Scan the entries that follow for the word "from", then report every line in which it appears.

Material shown
'''

//! Dashboard widget for displaying the process list in a table.
//!
//! One row per process: short id, step, sheet, a text progress bar,
//! elapsed time and status.

use ek_core::state::process::format_elapsed;
use ek_protocol::{Process, ProcessStatus};
use ratatui::layout::Constraint;
use ratatui::layout::Rect;
use ratatui::style::Color;
use ratatui::style::Modifier;
use ratatui::style::Style;
use ratatui::widgets::Block;
use ratatui::widgets::Borders;
use ratatui::widgets::Cell;
use ratatui::widgets::Row;
use ratatui::widgets::Table;
use ratatui::widgets::TableState;
use ratatui::Frame;

const BAR_WIDTH: usize = 10;

/// Renders the dashboard as a table showing all processes.
///
/// # Arguments
/// * `frame` - The frame to render into
/// * `area` - The area to render the table in
/// * `title` - Block title, usually the view name
/// * `processes` - List of all processes to display
/// * `selected` - Index of the currently selected process
pub fn render_dashboard(
    frame: &mut Frame,
    area: Rect,
    title: &str,
    processes: &[Process],
    selected: usize,
) {
    let rows: Vec<Row> = processes
        .iter()
        .map(|p| {
            let status = p.status();
            Row::new(vec![
                Cell::from(short_id(p)),
                Cell::from(p.step_name.as_str()),
                Cell::from(p.sheet_name.clone()),
                Cell::from(progress_bar(p.progress)),
                Cell::from(format_elapsed(p.elapsed_time)),
                Cell::from(format!("{status:?}")).style(status_style(status)),
            ])
        })
        .collect();

    let header = Row::new(vec![
        Cell::from("ID"),
        Cell::from("Step"),
        Cell::from("Sheet"),
        Cell::from("Progress"),
        Cell::from("Elapsed"),
        Cell::from("Status"),
    ])
    .style(
        Style::default()
            .add_modifier(Modifier::BOLD)
            .fg(Color::Cyan),
    );

    let widths = [
        Constraint::Length(8),
        Constraint::Percentage(30),
        Constraint::Percentage(20),
        Constraint::Length(16),
        Constraint::Length(9),
        Constraint::Length(10),
    ];

    let table = Table::new(rows, widths)
        .header(header)
        .block(
            Block::default()
                .borders(Borders::ALL)
                .title(title.to_string())
                .style(Style::default().fg(Color::White)),
        )
        .row_highlight_style(
            Style::default()
                .bg(Color::Blue)
                .fg(Color::White)
                .add_modifier(Modifier::BOLD),
        )
        .highlight_symbol(">> ");

    let mut table_state = TableState::default();
    if !processes.is_empty() {
        table_state.select(Some(selected));
    }

    frame.render_stateful_widget(table, area, &mut table_state);
}

pub fn status_style(status: ProcessStatus) -> Style {
    match status {
        ProcessStatus::Running => Style::default().fg(Color::Green),
        ProcessStatus::Completed => Style::default().fg(Color::Cyan),
        ProcessStatus::Cancelled => Style::default().fg(Color::DarkGray),
        ProcessStatus::Failed => Style::default().fg(Color::Red),
    }
}

/// Text bar such as `#####.....  50%`.
pub fn progress_bar(progress: f64) -> String {
    let clamped = progress.clamp(0.0, 100.0);
    let filled = ((clamped / 100.0) * BAR_WIDTH as f64).round() as usize;
    format!(
        "{}{} {:>3.0}%",
        "#".repeat(filled),
        ".".repeat(BAR_WIDTH - filled),
        clamped
    )
}

/// First 8 characters of the UUID.
fn short_id(process: &Process) -> String {
    process.id.to_string().chars().take(8).collect()
}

'''

Response below
                Cell::from(short_id(p)),
                Cell::from(p.step_name.as_str()),
                Cell::from(p.sheet_name.clone()),
                Cell::from(progress_bar(p.progress)),
                Cell::from(format_elapsed(p.elapsed_time)),
                Cell::from(format!("{status:?}")).style(status_style(status)),
        Cell::from("ID"),
        Cell::from("Step"),
        Cell::from("Sheet"),
        Cell::from("Progress"),
        Cell::from("Elapsed"),
        Cell::from("Status"),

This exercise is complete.